Bande annonce VO du film "Mothering sunday" adaptation du roman de Graham Swift, paru en francais sous le titre "Le dimanche des meres"
Nous sommes tous du combustible. Sitôt nés nous nous consumons, et certains d'entre nous plus vite que d'autres.
Normalement, on ne devait entrer dans les bibliothèques, oui, surtout dans les bibliothèques, qu'après avoir discrètement frappé à la porte, même si, à en juger par celle de Beechwood, il n'y avait personne la plupart du temps. Cependant, même sans personne à l'intérieur, elles pouvaient vous donner l'impression, plutôt désobligeante que vous n'aviez rien à y faire. Une bonne se devait toutefois d'épousseter -et Dieu sait ce que les livres pouvaient accumuler de poussière ! Entrer dans la bibliothèque de Beechwood revenait presque à pénétrer dans les chambres des garçons, au premier étage. L'utilité des bibliothèques, se disait-elle parfois, tenait moins au fait qu'elles contenaient des livres, qu'à celui qu'elles préservaient cette atmosphère sacrée de "prière de ne pas déranger" d'un sanctuaire masculin.
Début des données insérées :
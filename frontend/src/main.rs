use coursehub_frontend::App;
use leptos::prelude::*;

// Use lol_alloc as the global allocator for smaller WASM size
#[cfg(target_arch = "wasm32")]
use lol_alloc::{AssumeSingleThreaded, FreeListAllocator};

#[cfg(target_arch = "wasm32")]
#[global_allocator]
static ALLOCATOR: AssumeSingleThreaded<FreeListAllocator> =
    unsafe { AssumeSingleThreaded::new(FreeListAllocator::new()) };

pub fn main() {
    console_error_panic_hook::set_once();
    wasm_logger::init(wasm_logger::Config::default());
    log::info!("CourseHub starting");
    mount_to_body(App);
}
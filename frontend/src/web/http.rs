//! HTTP 请求封装模块
//!
//! 使用 `web_sys::fetch` 实现核心库的 `HttpClient`，不依赖 `gloo-net`。

use coursehub::{ApiError, ApiResult, HttpBody, HttpClient, HttpRequest, HttpResponse};
use wasm_bindgen::JsCast;
use wasm_bindgen::prelude::*;
use wasm_bindgen_futures::JsFuture;
use web_sys::{Headers, Request, RequestInit, Response};

fn js_err(context: &str, e: JsValue) -> ApiError {
    ApiError::network(format!("{}: {:?}", context, e))
}

/// 浏览器 fetch 客户端
#[derive(Debug, Default, Clone, Copy)]
pub struct BrowserHttp;

impl BrowserHttp {
    fn build(req: &HttpRequest) -> Result<Request, ApiError> {
        let headers = Headers::new().map_err(|e| js_err("创建 Headers 失败", e))?;
        for (key, value) in &req.headers {
            headers
                .set(key, value)
                .map_err(|e| js_err("设置 Header 失败", e))?;
        }

        let opts = RequestInit::new();
        opts.set_method(req.method.as_str());
        opts.set_headers(&headers.into());

        match &req.body {
            Some(HttpBody::Text(text)) => opts.set_body(&JsValue::from_str(text)),
            Some(HttpBody::Binary(bytes)) => {
                let array = js_sys::Uint8Array::from(bytes.as_slice());
                opts.set_body(&array.into());
            }
            None => {}
        }

        Request::new_with_str_and_init(&req.url, &opts).map_err(|e| js_err("请求构建失败", e))
    }

    async fn read_text(response: &Response) -> ApiResult<String> {
        let promise = response.text().map_err(|e| js_err("响应解析失败", e))?;
        let text = JsFuture::from(promise)
            .await
            .map_err(|e| js_err("响应解析失败", e))?;
        Ok(text.as_string().unwrap_or_default())
    }
}

#[async_trait::async_trait(?Send)]
impl HttpClient for BrowserHttp {
    async fn send(&self, req: HttpRequest) -> ApiResult<HttpResponse> {
        let request = Self::build(&req)?;
        let window =
            web_sys::window().ok_or_else(|| ApiError::network("无法获取 window 对象"))?;

        let resp_value = JsFuture::from(window.fetch_with_request(&request))
            .await
            .map_err(|e| js_err("网络错误", e))?;
        let response: Response = resp_value
            .dyn_into()
            .map_err(|e| js_err("Response 类型转换失败", e))?;

        let status = response.status();
        let body = Self::read_text(&response).await?;
        Ok(HttpResponse { status, body })
    }
}
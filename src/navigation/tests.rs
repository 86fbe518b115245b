use super::*;
use crate::storage::MemoryStorage;

// =========================================================
// section_for
// =========================================================

#[test]
fn test_section_for_longest_prefix() {
    assert_eq!(section_for("/admin"), Section::AdminDashboard);
    assert_eq!(section_for("/admin/courses"), Section::AdminManageCourses);
    assert_eq!(section_for("/admin/courses/42/edit"), Section::AdminManageCourses);
    assert_eq!(section_for("/admin/create-course"), Section::AdminManageCourses);
    assert_eq!(section_for("/course/12"), Section::BrowseCourses);
    assert_eq!(section_for("/courses"), Section::BrowseCourses);
    assert_eq!(section_for("/progress/7"), Section::MyProgress);
    assert_eq!(section_for("/create-quiz/7"), Section::InstructorDashboard);
}

#[test]
fn test_section_for_respects_segment_boundaries() {
    assert_eq!(section_for("/administrator"), Section::Home);
    assert_eq!(section_for("/coursework"), Section::Home);
    assert_eq!(section_for("/my-courses-old"), Section::Home);
}

#[test]
fn test_section_for_ignores_query_and_fragment() {
    assert_eq!(section_for("/my-courses?payment=success"), Section::MyCourses);
    assert_eq!(section_for("/certificates#top"), Section::Certificates);
    assert_eq!(section_for("/?tab=1"), Section::Home);
}

#[test]
fn test_section_for_is_total() {
    for path in ["", "/", "///", "?", "#", "no-leading-slash", "/\u{1F600}", "/admin//courses"] {
        // 任意输入都有结果，不 panic
        let _ = section_for(path);
    }
    assert_eq!(section_for(""), Section::Home);
    assert_eq!(section_for("/unknown/page"), Section::Home);
}

#[test]
fn test_section_round_trips_through_str() {
    for section in Section::ALL {
        assert_eq!(section.as_str().parse::<Section>(), Ok(section));
    }
    assert!("nowhere".parse::<Section>().is_err());
}

// =========================================================
// visible_actions
// =========================================================

#[test]
fn test_visible_actions_per_role() {
    assert_eq!(visible_actions(Viewer::Anonymous), &[NavAction::BrowseCourses]);
    assert_eq!(
        visible_actions(Viewer::Student),
        &[
            NavAction::BrowseCourses,
            NavAction::MyCourses,
            NavAction::MyProgress,
            NavAction::Certificates
        ]
    );
    assert_eq!(
        visible_actions(Viewer::Instructor),
        &[
            NavAction::BrowseCourses,
            NavAction::InstructorDashboard,
            NavAction::CreateCourse
        ]
    );
    assert_eq!(
        visible_actions(Viewer::Admin),
        &[NavAction::AdminDashboard, NavAction::AdminManageCourses]
    );
}

#[test]
fn test_action_sections_match_paths() {
    assert_eq!(NavAction::MyProgress.section(), Section::MyProgress);
    assert_eq!(NavAction::AdminManageCourses.section(), Section::AdminManageCourses);
    assert_eq!(NavAction::CreateCourse.section(), Section::CreateCourse);
}

// =========================================================
// 路由与守卫
// =========================================================

#[test]
fn test_route_parsing() {
    assert_eq!(AppRoute::from_path("/"), AppRoute::Home);
    assert_eq!(AppRoute::from_path("/courses/"), AppRoute::Courses);
    assert_eq!(
        AppRoute::from_path("/course/abc?payment=cancelled"),
        AppRoute::CourseDetail { id: "abc".into() }
    );
    assert_eq!(
        AppRoute::from_path("/create-quiz/9"),
        AppRoute::CreateQuiz {
            course_id: "9".into()
        }
    );
    assert_eq!(AppRoute::from_path("/admin/courses"), AppRoute::AdminCourses);
    assert_eq!(AppRoute::from_path("/course"), AppRoute::NotFound);
    assert_eq!(AppRoute::from_path("/nope"), AppRoute::NotFound);
    assert_eq!(
        AppRoute::from_path(&AppRoute::CourseProgress {
            course_id: "5".into()
        }
        .to_path()),
        AppRoute::CourseProgress {
            course_id: "5".into()
        }
    );
}

#[test]
fn test_guard_rules() {
    let admin_area = AppRoute::Admin;
    assert_eq!(guard(&admin_area, Viewer::Admin), GuardDecision::Allow);
    assert_eq!(guard(&admin_area, Viewer::Student), GuardDecision::Redirect(AppRoute::Home));
    assert_eq!(guard(&admin_area, Viewer::Instructor), GuardDecision::Redirect(AppRoute::Home));
    assert_eq!(guard(&admin_area, Viewer::Anonymous), GuardDecision::Redirect(AppRoute::Login));

    assert_eq!(guard(&AppRoute::MyCourses, Viewer::Anonymous), GuardDecision::Redirect(AppRoute::Login));
    assert_eq!(guard(&AppRoute::MyCourses, Viewer::Instructor), GuardDecision::Allow);

    assert_eq!(guard(&AppRoute::Login, Viewer::Anonymous), GuardDecision::Allow);
    assert_eq!(guard(&AppRoute::Signup, Viewer::Student), GuardDecision::Redirect(AppRoute::Home));

    assert_eq!(guard(&AppRoute::Courses, Viewer::Anonymous), GuardDecision::Allow);
    assert_eq!(guard(&AppRoute::NotFound, Viewer::Admin), GuardDecision::Allow);
}

// =========================================================
// NavigationController
// =========================================================

fn controller() -> (Rc<MemoryStorage>, NavigationController) {
    let scratch = Rc::new(MemoryStorage::new());
    let nav = NavigationController::new(scratch.clone());
    (scratch, nav)
}

#[test]
fn test_navigate_persists_active_section() {
    let (scratch, nav) = controller();

    let resolved = nav.navigate("/my-courses", Viewer::Student);
    assert_eq!(resolved.route, AppRoute::MyCourses);
    assert_eq!(resolved.section, Section::MyCourses);
    assert!(!resolved.was_redirected());
    assert_eq!(scratch.get(ACTIVE_SECTION_KEY).as_deref(), Some("my-courses"));
    assert_eq!(nav.last_section(), Some(Section::MyCourses));
}

#[test]
fn test_student_on_admin_path_lands_home() {
    let (scratch, nav) = controller();

    let resolved = nav.navigate("/admin/courses", Viewer::Student);
    assert_eq!(resolved.route, AppRoute::Home);
    assert_eq!(resolved.redirected_from, Some(AppRoute::AdminCourses));
    assert_eq!(resolved.section, Section::Home);
    assert_eq!(scratch.get(ACTIVE_SECTION_KEY).as_deref(), Some("home"));
}

#[test]
fn test_stale_stored_section_never_overrides_resolution() {
    let (scratch, nav) = controller();
    scratch.set(ACTIVE_SECTION_KEY, "admin-dashboard");

    assert_eq!(nav.last_section(), Some(Section::AdminDashboard));
    let resolved = nav.navigate("/courses", Viewer::Anonymous);
    assert_eq!(resolved.section, Section::BrowseCourses);
    assert_eq!(nav.last_section(), Some(Section::BrowseCourses));
}

#[test]
fn test_garbage_stored_section_is_ignored() {
    let (scratch, nav) = controller();
    scratch.set(ACTIVE_SECTION_KEY, "<script>");
    assert_eq!(nav.last_section(), None);
    nav.forget();
    assert!(scratch.get(ACTIVE_SECTION_KEY).is_none());
}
C'était le première fois qu'elle voyait un homme s'habiller, bien qu'elle fût en charge de s'occuper spécifiquement de vêtements d'homme et qu'au cours de cet été à la grande maison elle eût tôt fait de se familiariser avec l'étonnante variété de la garde-robe masculine, sa complexité et ses subtilités. Même si elle avait souvent eu, et dans les endroits les plus inattendus (écurie, serre, remise ou bosquet), l'occasion de trifouiller dans les vêtements de Paul Sheringham, alors qu'il les avait sur le dos, à condition -ou fort de l'assentiment tacite-, toutefois, qu'il puisse farfouiller dans les siens.
Elle pédala dur au début, puis se mit en roue libre et acquit de la vitesse. Elle entendait ronronner son vélo, elle sentait l'air gonfler ses cheveux, ses vêtements et, semblait-il, ses veines. Le sang chantait dans ses veines et elle en aurait fait autant si la force irrésistible de l'air ne l'avait pas empêchée d'ouvrir la bouche. Jamais elle ne saurait expliquer cette totale liberté, cette folle impression que tout était possible. Dans tout le pays, des bonnes, des cuisinières et des nounous avaient été "libérées" pour la journée, mais y en avait-il une qui fût aussi libre qu'elle ?
On n'entendait que le gazouillis des oiseaux au-dehors, le silence de la maison vide, un silence étrangement audible, comme si elle retenait son souffle, et les frissons de l'air sur leurs corps venus leur rappeler, même s'ils contemplaient le plafond, qu'ils étaient entièrement nus. (...) Elle ne voulait ni dire ni demander quoi que ce soit susceptible de mettre en péril la possibilité de rester ainsi pour toujours.
Et en quoi cela consistait-il, de dire la vérité ? (..)
Cela revenait à être fidèle à l'essence même de la vie. Cela revenait à capter, si impossible que ce fût, la sensation d'être en vie. Cela revenait à trouver un langage. Il en découlait que dans la vie beaucoup de choses - oh ! bien davantage que nous ne l'imaginons ! - ne sauraient, en aucune façon, s'expliquer.
À l'époque, elle avait compris que les livres étaient une nécessité, le rocher sur lequel était fondée sa vie.
Nous sommes tous du combustible. Sitôt nés, nous nous consumons, et certains d'entre nous plus vite que d'autres. Il existe différentes sortes de combustion. Mais ne jamais brûler, ne jamais s'enflammer, ne serait-ce pas triste ?
... elle était obsédée par le caractère changeant des mots. Un mot n'était pas une chose, loin de là. Une chose n’était pas un mot.
Elle supposait – et son visage ridé s'épanouissait à nouveau – que c'était là une situation très fréquente chez les êtres humains. D'être dérouté, de ne pas savoir que faire de soi.